■ **Exercise aim**
Below are the entries. Transcribe exactly the lines from the one with "impl std::str::FromStr for Assignment" through the one with "Some((date, slot)) =>", ends included, and leave out all others.

Records from a data source

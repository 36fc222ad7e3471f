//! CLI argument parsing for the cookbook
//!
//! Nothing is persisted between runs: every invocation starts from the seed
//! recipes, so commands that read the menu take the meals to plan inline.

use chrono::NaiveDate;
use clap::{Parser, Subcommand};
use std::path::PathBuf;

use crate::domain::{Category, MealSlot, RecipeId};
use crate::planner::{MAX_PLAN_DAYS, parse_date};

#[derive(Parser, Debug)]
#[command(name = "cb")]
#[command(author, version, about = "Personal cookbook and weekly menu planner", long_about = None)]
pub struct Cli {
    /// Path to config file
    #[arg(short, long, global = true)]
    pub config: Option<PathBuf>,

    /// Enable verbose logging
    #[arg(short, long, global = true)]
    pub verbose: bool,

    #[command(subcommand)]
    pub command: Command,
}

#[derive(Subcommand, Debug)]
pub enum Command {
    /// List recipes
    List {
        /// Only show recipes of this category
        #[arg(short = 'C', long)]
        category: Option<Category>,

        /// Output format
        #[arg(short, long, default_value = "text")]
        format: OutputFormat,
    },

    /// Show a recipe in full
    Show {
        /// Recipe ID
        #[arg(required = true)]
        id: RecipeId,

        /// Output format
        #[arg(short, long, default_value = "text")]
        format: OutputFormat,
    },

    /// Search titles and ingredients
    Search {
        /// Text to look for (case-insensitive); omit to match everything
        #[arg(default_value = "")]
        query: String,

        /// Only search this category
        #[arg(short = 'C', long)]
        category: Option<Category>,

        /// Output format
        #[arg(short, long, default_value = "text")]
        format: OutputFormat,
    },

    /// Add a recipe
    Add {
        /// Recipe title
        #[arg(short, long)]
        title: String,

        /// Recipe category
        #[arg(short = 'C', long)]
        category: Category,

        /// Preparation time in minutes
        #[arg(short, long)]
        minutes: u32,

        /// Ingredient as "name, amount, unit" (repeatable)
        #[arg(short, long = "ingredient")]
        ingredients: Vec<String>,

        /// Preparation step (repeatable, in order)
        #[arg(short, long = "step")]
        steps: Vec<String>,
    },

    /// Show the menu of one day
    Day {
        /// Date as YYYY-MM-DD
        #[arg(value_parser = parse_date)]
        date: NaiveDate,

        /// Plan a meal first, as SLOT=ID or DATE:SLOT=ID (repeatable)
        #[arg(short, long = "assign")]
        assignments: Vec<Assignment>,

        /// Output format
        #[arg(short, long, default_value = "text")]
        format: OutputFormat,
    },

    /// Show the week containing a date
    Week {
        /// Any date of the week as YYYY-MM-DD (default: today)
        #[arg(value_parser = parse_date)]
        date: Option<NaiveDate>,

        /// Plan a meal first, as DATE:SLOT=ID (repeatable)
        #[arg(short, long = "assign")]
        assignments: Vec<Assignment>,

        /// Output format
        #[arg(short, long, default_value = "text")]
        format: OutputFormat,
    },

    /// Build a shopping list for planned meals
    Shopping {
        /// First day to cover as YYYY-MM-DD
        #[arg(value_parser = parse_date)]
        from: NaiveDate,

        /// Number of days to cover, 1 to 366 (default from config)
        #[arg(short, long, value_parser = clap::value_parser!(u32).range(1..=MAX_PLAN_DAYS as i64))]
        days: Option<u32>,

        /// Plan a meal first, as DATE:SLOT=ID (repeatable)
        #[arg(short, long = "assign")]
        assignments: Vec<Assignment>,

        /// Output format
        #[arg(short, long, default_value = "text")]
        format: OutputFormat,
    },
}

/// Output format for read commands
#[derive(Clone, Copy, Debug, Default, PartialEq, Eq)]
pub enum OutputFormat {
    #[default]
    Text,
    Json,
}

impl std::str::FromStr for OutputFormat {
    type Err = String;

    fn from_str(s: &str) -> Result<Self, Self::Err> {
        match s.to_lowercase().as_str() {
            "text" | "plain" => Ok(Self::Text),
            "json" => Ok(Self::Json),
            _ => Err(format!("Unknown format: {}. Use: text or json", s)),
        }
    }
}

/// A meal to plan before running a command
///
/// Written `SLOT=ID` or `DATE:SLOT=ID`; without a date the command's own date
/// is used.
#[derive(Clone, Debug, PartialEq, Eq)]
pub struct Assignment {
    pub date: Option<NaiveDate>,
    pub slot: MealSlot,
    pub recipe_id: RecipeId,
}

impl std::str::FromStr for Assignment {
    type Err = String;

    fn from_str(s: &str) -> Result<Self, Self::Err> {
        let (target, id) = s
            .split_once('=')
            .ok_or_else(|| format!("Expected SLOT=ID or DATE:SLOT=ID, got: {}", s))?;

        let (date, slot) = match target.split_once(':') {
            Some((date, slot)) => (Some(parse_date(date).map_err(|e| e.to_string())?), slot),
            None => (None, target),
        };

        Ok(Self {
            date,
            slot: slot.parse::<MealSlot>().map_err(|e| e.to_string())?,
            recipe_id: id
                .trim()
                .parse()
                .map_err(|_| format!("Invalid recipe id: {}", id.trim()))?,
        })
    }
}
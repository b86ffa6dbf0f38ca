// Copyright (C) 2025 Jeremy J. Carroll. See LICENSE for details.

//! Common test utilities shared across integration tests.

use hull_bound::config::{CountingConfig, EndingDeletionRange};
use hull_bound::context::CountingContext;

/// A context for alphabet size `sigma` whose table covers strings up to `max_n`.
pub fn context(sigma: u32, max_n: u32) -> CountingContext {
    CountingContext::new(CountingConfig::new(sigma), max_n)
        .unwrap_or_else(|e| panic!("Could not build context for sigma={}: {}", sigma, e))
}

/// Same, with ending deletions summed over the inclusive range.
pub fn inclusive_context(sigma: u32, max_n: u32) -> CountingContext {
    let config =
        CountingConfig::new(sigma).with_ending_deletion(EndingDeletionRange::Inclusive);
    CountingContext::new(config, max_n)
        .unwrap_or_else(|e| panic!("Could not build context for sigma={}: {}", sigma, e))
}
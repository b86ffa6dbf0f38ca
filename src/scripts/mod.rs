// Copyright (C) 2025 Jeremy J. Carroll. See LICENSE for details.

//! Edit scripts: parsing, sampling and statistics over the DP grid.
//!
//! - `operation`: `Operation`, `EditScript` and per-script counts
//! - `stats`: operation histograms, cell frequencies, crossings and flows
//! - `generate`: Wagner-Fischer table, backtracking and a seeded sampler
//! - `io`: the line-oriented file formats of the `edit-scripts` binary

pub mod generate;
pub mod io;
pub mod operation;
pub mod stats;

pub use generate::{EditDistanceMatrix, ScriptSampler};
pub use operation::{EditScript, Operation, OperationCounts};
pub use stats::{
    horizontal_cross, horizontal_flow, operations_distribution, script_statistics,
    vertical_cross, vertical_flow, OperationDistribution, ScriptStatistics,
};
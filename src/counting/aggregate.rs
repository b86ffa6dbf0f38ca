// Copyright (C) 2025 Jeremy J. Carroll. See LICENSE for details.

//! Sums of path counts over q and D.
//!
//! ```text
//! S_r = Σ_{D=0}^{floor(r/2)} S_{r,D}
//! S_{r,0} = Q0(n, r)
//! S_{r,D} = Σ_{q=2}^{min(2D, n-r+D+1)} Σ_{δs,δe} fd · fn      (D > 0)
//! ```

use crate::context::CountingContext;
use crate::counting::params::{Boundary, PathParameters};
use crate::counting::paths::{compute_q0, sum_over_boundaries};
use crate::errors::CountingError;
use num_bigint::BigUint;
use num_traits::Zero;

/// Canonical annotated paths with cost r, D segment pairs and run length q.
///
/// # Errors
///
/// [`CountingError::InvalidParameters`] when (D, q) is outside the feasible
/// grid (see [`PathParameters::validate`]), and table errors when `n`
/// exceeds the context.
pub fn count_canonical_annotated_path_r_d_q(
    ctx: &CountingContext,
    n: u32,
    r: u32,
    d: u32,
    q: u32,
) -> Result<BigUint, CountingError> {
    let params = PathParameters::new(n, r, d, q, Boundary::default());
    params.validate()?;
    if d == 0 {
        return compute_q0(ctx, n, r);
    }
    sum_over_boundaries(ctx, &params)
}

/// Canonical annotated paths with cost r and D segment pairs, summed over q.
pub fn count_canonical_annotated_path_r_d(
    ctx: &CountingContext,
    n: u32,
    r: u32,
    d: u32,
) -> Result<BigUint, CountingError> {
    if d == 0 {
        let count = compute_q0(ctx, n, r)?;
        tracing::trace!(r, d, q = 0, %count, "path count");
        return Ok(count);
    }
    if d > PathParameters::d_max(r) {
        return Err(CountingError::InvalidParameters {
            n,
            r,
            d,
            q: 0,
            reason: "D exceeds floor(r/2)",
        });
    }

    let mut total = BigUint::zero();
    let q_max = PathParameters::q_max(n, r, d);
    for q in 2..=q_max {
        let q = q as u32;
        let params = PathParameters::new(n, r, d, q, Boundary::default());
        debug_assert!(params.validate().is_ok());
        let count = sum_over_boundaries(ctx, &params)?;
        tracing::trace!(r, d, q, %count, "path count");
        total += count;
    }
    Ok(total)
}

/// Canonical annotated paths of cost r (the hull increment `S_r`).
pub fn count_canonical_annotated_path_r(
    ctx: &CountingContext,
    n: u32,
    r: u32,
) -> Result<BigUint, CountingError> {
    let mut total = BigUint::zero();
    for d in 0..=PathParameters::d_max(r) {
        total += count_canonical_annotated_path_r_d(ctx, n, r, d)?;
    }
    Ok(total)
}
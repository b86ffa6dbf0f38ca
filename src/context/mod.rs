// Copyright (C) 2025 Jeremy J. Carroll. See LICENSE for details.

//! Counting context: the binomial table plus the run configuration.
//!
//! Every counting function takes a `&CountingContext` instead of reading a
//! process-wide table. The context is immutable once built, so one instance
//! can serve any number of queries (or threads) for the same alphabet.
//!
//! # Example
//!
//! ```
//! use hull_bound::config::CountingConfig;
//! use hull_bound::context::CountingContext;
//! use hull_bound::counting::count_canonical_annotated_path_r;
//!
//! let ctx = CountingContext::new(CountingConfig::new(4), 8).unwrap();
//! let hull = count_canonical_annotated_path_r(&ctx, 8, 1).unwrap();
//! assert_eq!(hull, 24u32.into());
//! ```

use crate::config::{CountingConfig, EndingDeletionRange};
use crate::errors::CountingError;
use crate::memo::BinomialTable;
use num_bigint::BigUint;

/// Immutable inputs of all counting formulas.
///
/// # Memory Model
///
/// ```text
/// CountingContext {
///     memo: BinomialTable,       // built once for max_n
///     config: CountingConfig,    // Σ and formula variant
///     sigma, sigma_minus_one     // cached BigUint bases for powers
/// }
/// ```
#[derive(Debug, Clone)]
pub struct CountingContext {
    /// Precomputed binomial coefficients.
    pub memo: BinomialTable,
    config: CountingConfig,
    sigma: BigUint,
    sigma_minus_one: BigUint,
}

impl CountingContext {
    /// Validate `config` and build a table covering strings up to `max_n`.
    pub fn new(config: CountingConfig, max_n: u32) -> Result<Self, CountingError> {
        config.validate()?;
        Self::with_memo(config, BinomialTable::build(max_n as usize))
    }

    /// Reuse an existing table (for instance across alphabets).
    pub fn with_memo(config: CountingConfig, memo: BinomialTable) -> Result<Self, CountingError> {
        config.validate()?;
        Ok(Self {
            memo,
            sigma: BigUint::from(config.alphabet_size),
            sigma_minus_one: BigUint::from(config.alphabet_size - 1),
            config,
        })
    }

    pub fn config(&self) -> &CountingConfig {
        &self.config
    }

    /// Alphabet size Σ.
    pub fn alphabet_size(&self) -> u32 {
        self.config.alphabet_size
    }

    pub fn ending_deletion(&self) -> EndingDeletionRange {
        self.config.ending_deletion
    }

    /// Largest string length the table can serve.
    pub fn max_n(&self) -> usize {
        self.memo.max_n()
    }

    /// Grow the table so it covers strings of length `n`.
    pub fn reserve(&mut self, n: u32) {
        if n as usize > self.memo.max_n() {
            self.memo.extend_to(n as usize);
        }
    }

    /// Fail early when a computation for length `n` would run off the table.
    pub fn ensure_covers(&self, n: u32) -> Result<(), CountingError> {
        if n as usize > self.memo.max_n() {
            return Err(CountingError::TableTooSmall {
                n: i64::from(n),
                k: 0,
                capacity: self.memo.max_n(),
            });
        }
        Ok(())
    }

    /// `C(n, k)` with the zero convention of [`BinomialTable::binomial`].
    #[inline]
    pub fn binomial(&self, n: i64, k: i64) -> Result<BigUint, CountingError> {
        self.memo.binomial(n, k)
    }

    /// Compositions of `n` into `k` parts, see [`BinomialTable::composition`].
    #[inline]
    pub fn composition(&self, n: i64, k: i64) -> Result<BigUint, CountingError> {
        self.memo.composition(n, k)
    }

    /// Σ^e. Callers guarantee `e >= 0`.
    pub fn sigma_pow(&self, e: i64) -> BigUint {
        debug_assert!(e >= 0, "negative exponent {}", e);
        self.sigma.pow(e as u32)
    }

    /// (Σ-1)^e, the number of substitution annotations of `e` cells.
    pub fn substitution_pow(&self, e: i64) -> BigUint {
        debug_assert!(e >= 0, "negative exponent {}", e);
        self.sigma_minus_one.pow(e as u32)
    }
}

■ **Solution to this problem**
impl std::str::FromStr for Assignment {
    type Err = String;

    fn from_str(s: &str) -> Result<Self, Self::Err> {
        let (target, id) = s
            .split_once('=')
            .ok_or_else(|| format!("Expected SLOT=ID or DATE:SLOT=ID, got: {}", s))?;

        let (date, slot) = match target.split_once(':') {
            Some((date, slot)) => (Some(parse_date(date).map_err(|e| e.to_string())?), slot),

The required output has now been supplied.